Available data —

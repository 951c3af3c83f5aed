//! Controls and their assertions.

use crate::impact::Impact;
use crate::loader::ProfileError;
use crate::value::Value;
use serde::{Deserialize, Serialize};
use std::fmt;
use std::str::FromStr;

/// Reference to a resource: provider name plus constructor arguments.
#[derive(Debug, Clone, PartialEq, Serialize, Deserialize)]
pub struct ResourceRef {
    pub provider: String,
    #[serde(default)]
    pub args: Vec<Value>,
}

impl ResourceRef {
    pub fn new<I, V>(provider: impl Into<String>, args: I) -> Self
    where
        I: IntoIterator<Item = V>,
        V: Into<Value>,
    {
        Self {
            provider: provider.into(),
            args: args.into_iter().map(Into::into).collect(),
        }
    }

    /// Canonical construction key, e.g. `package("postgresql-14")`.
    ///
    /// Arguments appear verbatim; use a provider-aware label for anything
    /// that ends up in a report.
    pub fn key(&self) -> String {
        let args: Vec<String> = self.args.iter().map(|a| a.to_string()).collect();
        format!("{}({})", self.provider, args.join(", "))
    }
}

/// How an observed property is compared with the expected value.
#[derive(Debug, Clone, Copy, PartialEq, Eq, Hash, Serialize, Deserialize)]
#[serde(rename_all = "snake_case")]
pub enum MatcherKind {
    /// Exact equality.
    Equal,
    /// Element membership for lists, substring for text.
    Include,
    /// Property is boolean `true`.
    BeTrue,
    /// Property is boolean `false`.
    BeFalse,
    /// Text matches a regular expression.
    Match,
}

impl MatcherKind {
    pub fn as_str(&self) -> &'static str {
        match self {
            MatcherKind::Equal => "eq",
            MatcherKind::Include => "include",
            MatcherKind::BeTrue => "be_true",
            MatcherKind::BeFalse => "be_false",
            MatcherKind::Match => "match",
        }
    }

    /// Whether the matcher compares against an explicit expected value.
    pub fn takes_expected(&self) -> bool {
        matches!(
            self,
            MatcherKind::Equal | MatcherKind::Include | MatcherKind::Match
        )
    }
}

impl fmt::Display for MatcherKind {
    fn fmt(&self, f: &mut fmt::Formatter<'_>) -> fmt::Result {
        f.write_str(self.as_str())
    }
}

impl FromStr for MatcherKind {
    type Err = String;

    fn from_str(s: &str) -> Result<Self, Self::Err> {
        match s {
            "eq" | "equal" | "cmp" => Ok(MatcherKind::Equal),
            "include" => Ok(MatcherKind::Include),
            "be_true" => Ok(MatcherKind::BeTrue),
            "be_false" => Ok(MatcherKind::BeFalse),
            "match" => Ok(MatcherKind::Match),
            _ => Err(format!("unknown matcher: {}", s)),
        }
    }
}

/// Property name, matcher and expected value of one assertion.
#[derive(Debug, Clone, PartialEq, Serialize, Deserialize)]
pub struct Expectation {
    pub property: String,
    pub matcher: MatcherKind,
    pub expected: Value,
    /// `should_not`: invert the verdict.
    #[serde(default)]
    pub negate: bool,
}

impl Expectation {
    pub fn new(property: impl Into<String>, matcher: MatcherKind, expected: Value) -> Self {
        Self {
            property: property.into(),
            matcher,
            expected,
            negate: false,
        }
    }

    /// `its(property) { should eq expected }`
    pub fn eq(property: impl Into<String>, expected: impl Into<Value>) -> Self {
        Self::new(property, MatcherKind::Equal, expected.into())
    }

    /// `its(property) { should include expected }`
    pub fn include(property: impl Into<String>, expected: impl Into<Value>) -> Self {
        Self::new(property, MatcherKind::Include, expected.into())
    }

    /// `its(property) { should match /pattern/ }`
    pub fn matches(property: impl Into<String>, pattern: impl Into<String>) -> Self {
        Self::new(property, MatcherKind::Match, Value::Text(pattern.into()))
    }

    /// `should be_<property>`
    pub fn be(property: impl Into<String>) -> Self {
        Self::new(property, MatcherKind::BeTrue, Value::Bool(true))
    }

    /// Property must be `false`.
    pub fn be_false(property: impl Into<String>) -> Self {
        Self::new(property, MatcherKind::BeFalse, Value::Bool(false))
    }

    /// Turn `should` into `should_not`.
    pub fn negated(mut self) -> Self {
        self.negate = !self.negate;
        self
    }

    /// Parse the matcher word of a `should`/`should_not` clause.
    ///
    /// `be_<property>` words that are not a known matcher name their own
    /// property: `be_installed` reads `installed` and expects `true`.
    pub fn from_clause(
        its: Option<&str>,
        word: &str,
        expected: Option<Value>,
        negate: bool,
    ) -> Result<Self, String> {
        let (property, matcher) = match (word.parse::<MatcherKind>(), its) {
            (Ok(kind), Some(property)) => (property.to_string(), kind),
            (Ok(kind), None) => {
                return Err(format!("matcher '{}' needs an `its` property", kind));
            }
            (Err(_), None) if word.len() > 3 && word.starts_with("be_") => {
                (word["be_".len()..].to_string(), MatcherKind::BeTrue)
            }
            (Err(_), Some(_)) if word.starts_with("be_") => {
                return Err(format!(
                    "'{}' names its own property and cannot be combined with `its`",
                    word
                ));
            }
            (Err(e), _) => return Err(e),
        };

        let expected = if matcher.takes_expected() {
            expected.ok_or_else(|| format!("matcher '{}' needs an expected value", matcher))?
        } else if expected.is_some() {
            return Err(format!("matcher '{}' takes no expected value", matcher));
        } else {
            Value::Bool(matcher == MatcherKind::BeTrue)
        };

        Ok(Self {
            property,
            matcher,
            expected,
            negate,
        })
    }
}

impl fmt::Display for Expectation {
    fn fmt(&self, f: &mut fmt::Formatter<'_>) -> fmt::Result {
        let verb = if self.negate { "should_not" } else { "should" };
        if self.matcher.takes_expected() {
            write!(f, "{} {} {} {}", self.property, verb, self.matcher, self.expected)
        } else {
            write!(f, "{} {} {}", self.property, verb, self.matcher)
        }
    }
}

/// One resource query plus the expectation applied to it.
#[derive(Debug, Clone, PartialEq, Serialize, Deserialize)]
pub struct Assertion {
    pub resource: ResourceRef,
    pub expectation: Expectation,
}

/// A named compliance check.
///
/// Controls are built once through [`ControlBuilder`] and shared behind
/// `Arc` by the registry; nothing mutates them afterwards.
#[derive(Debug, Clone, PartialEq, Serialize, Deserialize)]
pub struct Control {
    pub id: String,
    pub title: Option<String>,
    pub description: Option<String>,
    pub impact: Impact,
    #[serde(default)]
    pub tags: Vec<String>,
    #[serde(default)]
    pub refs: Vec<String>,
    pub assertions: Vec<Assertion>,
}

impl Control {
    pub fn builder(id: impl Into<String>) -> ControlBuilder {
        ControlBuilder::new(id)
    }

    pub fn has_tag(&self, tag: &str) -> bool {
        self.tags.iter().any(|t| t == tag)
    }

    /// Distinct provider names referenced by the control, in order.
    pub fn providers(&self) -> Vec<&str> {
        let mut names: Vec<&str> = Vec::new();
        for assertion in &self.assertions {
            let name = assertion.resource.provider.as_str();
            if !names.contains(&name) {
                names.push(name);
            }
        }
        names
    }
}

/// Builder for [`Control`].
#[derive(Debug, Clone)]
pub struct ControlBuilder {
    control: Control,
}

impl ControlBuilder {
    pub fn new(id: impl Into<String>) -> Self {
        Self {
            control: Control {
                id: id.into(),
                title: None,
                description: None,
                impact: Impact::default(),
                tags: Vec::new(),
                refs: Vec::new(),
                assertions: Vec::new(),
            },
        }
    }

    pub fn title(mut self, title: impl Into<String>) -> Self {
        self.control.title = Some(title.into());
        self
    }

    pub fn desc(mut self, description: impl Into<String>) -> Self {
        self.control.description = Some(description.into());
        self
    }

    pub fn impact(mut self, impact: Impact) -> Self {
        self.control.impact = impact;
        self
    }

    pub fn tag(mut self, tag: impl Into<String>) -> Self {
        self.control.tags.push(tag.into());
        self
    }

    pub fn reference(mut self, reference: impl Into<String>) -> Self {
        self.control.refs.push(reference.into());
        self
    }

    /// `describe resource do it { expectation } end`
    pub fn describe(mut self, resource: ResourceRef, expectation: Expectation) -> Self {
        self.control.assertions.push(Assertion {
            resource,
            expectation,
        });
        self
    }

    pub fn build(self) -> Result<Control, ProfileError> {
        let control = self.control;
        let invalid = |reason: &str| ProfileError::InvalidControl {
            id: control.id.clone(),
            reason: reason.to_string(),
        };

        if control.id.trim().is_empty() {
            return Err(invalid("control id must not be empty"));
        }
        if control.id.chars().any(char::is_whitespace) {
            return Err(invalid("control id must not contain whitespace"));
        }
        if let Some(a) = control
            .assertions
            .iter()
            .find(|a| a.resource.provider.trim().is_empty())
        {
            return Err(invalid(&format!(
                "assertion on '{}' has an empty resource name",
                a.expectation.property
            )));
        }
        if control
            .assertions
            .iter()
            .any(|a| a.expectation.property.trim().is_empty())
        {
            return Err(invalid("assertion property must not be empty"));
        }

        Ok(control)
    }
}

--

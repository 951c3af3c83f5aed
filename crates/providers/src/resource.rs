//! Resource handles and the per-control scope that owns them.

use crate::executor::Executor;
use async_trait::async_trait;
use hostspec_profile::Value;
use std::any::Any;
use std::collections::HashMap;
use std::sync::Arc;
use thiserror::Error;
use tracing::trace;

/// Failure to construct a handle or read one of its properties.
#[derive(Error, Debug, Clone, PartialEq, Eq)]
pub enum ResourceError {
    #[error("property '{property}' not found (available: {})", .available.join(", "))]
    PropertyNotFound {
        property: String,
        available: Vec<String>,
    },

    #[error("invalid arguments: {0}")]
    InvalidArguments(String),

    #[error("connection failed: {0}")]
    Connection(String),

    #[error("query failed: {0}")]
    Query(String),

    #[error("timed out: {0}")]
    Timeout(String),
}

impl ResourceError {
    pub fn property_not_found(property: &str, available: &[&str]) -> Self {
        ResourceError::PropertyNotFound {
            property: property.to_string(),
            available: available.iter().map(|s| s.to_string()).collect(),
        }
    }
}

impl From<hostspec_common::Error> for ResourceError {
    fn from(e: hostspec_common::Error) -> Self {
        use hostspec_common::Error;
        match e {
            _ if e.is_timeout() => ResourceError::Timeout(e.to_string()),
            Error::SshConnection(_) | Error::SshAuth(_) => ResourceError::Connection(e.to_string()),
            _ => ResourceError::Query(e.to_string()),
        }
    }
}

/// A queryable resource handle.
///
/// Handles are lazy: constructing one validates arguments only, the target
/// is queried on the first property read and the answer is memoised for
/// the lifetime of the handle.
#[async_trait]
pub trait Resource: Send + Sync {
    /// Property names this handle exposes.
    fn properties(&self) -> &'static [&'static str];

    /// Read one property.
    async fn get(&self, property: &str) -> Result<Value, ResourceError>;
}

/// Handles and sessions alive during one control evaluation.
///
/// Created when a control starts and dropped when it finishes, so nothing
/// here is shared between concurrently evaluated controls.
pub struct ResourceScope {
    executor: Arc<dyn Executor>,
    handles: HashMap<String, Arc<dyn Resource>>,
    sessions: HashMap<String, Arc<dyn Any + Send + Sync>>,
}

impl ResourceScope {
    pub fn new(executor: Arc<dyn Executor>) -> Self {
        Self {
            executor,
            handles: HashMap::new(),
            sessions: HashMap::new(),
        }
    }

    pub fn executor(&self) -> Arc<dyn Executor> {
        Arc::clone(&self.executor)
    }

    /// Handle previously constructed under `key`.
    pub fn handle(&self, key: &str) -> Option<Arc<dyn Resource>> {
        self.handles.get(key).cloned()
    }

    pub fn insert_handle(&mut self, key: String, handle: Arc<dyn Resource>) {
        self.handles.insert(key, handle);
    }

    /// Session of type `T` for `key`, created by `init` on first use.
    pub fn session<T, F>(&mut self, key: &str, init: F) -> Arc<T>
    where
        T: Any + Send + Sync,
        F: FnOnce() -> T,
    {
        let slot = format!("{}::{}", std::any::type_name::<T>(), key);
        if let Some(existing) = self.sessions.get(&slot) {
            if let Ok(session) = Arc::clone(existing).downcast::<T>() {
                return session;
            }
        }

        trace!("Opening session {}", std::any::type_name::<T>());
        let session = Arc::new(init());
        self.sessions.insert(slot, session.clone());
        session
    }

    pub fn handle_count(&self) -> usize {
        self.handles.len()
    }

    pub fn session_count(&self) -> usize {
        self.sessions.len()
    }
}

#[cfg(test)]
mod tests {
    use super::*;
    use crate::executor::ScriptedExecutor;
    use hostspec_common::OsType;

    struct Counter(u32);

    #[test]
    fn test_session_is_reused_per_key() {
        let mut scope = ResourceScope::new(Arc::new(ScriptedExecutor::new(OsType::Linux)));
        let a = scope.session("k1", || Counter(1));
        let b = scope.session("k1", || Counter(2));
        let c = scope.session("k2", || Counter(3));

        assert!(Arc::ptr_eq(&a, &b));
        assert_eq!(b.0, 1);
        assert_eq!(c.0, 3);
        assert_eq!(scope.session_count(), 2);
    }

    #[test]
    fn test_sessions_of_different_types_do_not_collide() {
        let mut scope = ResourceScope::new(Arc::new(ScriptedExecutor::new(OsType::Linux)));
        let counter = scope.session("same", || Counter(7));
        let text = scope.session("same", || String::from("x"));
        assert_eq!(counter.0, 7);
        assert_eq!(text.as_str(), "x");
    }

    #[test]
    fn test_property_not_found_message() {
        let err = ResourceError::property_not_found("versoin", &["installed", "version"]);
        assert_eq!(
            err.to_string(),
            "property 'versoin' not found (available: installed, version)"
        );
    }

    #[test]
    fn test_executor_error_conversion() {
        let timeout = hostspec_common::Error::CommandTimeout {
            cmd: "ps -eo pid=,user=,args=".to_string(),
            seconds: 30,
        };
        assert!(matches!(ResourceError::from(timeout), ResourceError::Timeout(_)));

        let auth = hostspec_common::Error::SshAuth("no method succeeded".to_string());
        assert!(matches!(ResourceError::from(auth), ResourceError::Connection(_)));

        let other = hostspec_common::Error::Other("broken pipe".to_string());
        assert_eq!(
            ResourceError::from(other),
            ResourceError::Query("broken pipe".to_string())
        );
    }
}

Assignment — Say how many lines in the records above hold "plus", and give no other text.

Answer section — 2